Of course there are plenty of jobs that do break down nicely for clusters and plenty of jobs that don't need that much single-node memory.  That's why NASA also purchased an Altix "ice" 8200 cluster using 16 of the racks pictured left.  Each one of these racks contains 64 dual-processor Intel XEON x86/x64 servers and 16 of these make a 1024 processor cluster with 4096 XEON CPU cores.

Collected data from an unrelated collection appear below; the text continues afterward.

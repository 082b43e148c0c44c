//! Cost calculation for produced goods.
//!
//! The cost basis of a consumed material is the quantity-weighted average
//! purchase price of that material over the [`LOOKBACK_DAYS`] ending on the
//! production date, both ends inclusive. When nothing was bought inside that
//! window the latest purchase on or before the production date is used on
//! its own. A material with no purchase history at all cannot be costed and
//! fails the whole computation.
//!
//! Quantities are compared as recorded: a purchase made in one unit and a
//! consumption recorded in another are not converted.

use chrono::{Days, NaiveDate};
use rust_decimal::Decimal;
use uuid::Uuid;

use crate::{
  Error, Result,
  error::Entity,
  production::{ConsumedMaterial, ProducedItem},
  purchase::{Purchase, PurchaseQuery},
  report::{ConsumedMaterialCost, ProducedItemCost, ProductionRunDetail},
  store::ProductionStore,
};

/// Length of the trailing purchase window, in days.
pub const LOOKBACK_DAYS: u64 = 30;

// ─── Window ──────────────────────────────────────────────────────────────────

/// The inclusive date range `[end - LOOKBACK_DAYS, end]`.
#[derive(Debug, Clone, Copy, PartialEq, Eq)]
pub struct PurchaseWindow {
  pub start: NaiveDate,
  pub end:   NaiveDate,
}

impl PurchaseWindow {
  pub fn ending_on(end: NaiveDate) -> Self {
    let start = end
      .checked_sub_days(Days::new(LOOKBACK_DAYS))
      .unwrap_or(NaiveDate::MIN);
    Self { start, end }
  }

  pub fn contains(&self, date: NaiveDate) -> bool {
    self.start <= date && date <= self.end
  }
}

// ─── Averaging ───────────────────────────────────────────────────────────────

/// `Σ price_ex_vat / Σ quantity` over `purchases`.
pub fn weighted_average(
  material_id: Uuid,
  purchases: &[Purchase],
) -> Result<Decimal> {
  let total_price: Decimal = purchases.iter().map(|p| p.price_ex_vat).sum();
  let total_quantity: Decimal = purchases.iter().map(|p| p.quantity).sum();
  total_price
    .checked_div(total_quantity)
    .ok_or(Error::ZeroPurchaseQuantity(material_id))
}

// ─── Calculator ──────────────────────────────────────────────────────────────

/// Read-only cost derivations over a [`ProductionStore`].
///
/// Nothing is cached; every call re-reads purchase history.
pub struct CostCalculator<'a, S> {
  store: &'a S,
}

impl<'a, S: ProductionStore> CostCalculator<'a, S> {
  pub fn new(store: &'a S) -> Self { Self { store } }

  /// Weighted average purchase price of the material consumed by `consumed`,
  /// as of the production date of its run.
  pub async fn average_purchase_price(
    &self,
    consumed: &ConsumedMaterial,
  ) -> Result<Decimal, S::Error> {
    let cutoff = self.production_date(consumed.item_id).await?;
    self.average_price_as_of(consumed.material_id, cutoff).await
  }

  /// `average_purchase_price(consumed) * consumed.quantity`.
  pub async fn full_purchase_price(
    &self,
    consumed: &ConsumedMaterial,
  ) -> Result<Decimal, S::Error> {
    Ok(self.average_purchase_price(consumed).await? * consumed.quantity)
  }

  /// Sum of the full purchase prices of everything consumed by `item`.
  pub async fn cost_price(&self, item: &ProducedItem) -> Result<Decimal, S::Error> {
    Ok(self.cost_breakdown(item).await?.cost_price)
  }

  /// `item` with its cost price and per-material prices.
  pub async fn cost_breakdown(
    &self,
    item: &ProducedItem,
  ) -> Result<ProducedItemCost, S::Error> {
    let cutoff = self.production_date(item.item_id).await?;
    self.cost_item(item.clone(), cutoff).await
  }

  /// Materialise a [`ProductionRunDetail`]. Returns `None` if the run does not
  /// exist.
  pub async fn production_run_detail(
    &self,
    run_id: Uuid,
  ) -> Result<Option<ProductionRunDetail>, S::Error> {
    let run = match self.store.get_production_run(run_id).await? {
      Some(run) => run,
      None => return Ok(None),
    };

    let mut items = Vec::new();
    for item in self.store.list_produced_items(run_id).await? {
      items.push(self.cost_item(item, run.prod_date).await?);
    }

    Ok(Some(ProductionRunDetail { run, items }))
  }

  /// Weighted average purchase price of `material_id` for a production dated
  /// `cutoff`.
  pub async fn average_price_as_of(
    &self,
    material_id: Uuid,
    cutoff: NaiveDate,
  ) -> Result<Decimal, S::Error> {
    let window = PurchaseWindow::ending_on(cutoff);
    let query =
      PurchaseQuery::material_between(material_id, window.start, window.end);
    let mut purchases = self.store.search_purchases(&query).await?;

    if purchases.is_empty() {
      let latest = self
        .store
        .latest_purchase(material_id, cutoff)
        .await?
        .ok_or(Error::NoPurchaseHistory { material_id, cutoff })?;
      tracing::debug!(
        %material_id,
        %cutoff,
        fallback_date = %latest.purch_date,
        "no purchases in window, using latest earlier purchase"
      );
      purchases.push(latest);
    }

    Ok(weighted_average(material_id, &purchases)?)
  }

  async fn production_date(&self, item_id: Uuid) -> Result<NaiveDate, S::Error> {
    Ok(
      self
        .store
        .production_date(item_id)
        .await?
        .ok_or(Error::NotFound(Entity::ProducedItem, item_id))?,
    )
  }

  async fn cost_item(
    &self,
    item: ProducedItem,
    cutoff: NaiveDate,
  ) -> Result<ProducedItemCost, S::Error> {
    let mut consumed = Vec::new();
    let mut cost_price = Decimal::ZERO;

    for material in self.store.list_consumed_materials(item.item_id).await? {
      let average_purchase_price =
        self.average_price_as_of(material.material_id, cutoff).await?;
      let full_purchase_price = average_purchase_price * material.quantity;
      cost_price += full_purchase_price;
      consumed.push(ConsumedMaterialCost {
        consumed: material,
        average_purchase_price,
        full_purchase_price,
      });
    }

    Ok(ProducedItemCost { item, cost_price, consumed })
  }
}

#[cfg(test)]
mod tests {
  use std::str::FromStr;

  use chrono::Utc;

  use super::*;

  fn d(s: &str) -> Decimal { Decimal::from_str(s).unwrap() }

  fn date(y: i32, m: u32, day: u32) -> NaiveDate {
    NaiveDate::from_ymd_opt(y, m, day).unwrap()
  }

  fn purchase(on: NaiveDate, quantity: &str, price_ex_vat: &str) -> Purchase {
    Purchase {
      purchase_id: Uuid::new_v4(),
      purch_date: on,
      counterparty_id: Uuid::nil(),
      material_id: Uuid::nil(),
      purch_uom_id: Uuid::nil(),
      quantity: d(quantity),
      price_ex_vat: d(price_ex_vat),
      price_with_vat: d(price_ex_vat),
      recorded_at: Utc::now(),
    }
  }

  #[test]
  fn window_spans_thirty_days_inclusive() {
    let window = PurchaseWindow::ending_on(date(2024, 1, 31));
    assert_eq!(window.start, date(2024, 1, 1));
    assert!(window.contains(date(2024, 1, 1)));
    assert!(window.contains(date(2024, 1, 31)));
    assert!(!window.contains(date(2023, 12, 31)));
    assert!(!window.contains(date(2024, 2, 1)));
  }

  #[test]
  fn window_crosses_leap_day() {
    let window = PurchaseWindow::ending_on(date(2024, 3, 1));
    assert_eq!(window.start, date(2024, 1, 31));
  }

  #[test]
  fn weighted_average_divides_totals() {
    let purchases = [
      purchase(date(2024, 1, 1), "10", "100"),
      purchase(date(2024, 1, 15), "5", "60"),
    ];
    let avg = weighted_average(Uuid::nil(), &purchases).unwrap();
    assert_eq!(avg.round_dp(3), d("10.667"));
    assert_eq!((avg * d("3")).round_dp(3), d("32.000"));
  }

  #[test]
  fn weighted_average_of_single_purchase_is_its_unit_price() {
    let purchases = [purchase(date(2024, 1, 15), "5", "60")];
    assert_eq!(weighted_average(Uuid::nil(), &purchases).unwrap(), d("12"));
  }

  #[test]
  fn weighted_average_rejects_zero_quantity() {
    let err = weighted_average(Uuid::nil(), &[]).unwrap_err();
    assert!(matches!(err, Error::ZeroPurchaseQuantity(_)));
  }
}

The Altix 8200 rack includes the 20 gbps InfiniBand switches on the sides for the cluster interconnect and the racks can be chained together with InfiniBand.  NASA has for the most part used very large shared memory systems like the Altix 4700 above but they've just started buying the clustered systems.

.

.

.

.

.

Topics: Software, Hardware, Networking, Open Source, Operating Systems, Processors

Kick off your day with ZDNet's daily email newsletter. It's the freshest tech news and opinion, served hot. Get it.

Talkback

51 comments
Log in or register to join the discussion
  • So that's who's keeping SGI alive

    Granted, I know that the Itanium 2 scales well, but so does the POWER6. In fact, if the POWER6 scales as well as it should, they would require half of the cores that the Itanium 2 would need. I am also sure that if they wanted to build a 1024 Core system, IBM would gladly oblidge them and create a custom rig. They do it for the government all the time. "Blue Gene/L" anyone?

    Still, I would love to be there in the middle of all that supercomputing power. Much like a teenager cut loose in a garage full of muscle cars. I would probably be drooling.
    nucrash
    • Biggest Power6 is only 32 cores

      Biggest Power6 is only 32 cores which means it's only a little better than a 64-core 1.6 GHz Itanium 2 system. Power6 gets smashed by a 128-core Itanium 2 system let alone what a 2048-core system can do.
      georgeou
      • So IBM needs to scale it up.

        Well, Itanium 2 is an older processor that has had some time to be developed into more platforms as opposed to the POWER6.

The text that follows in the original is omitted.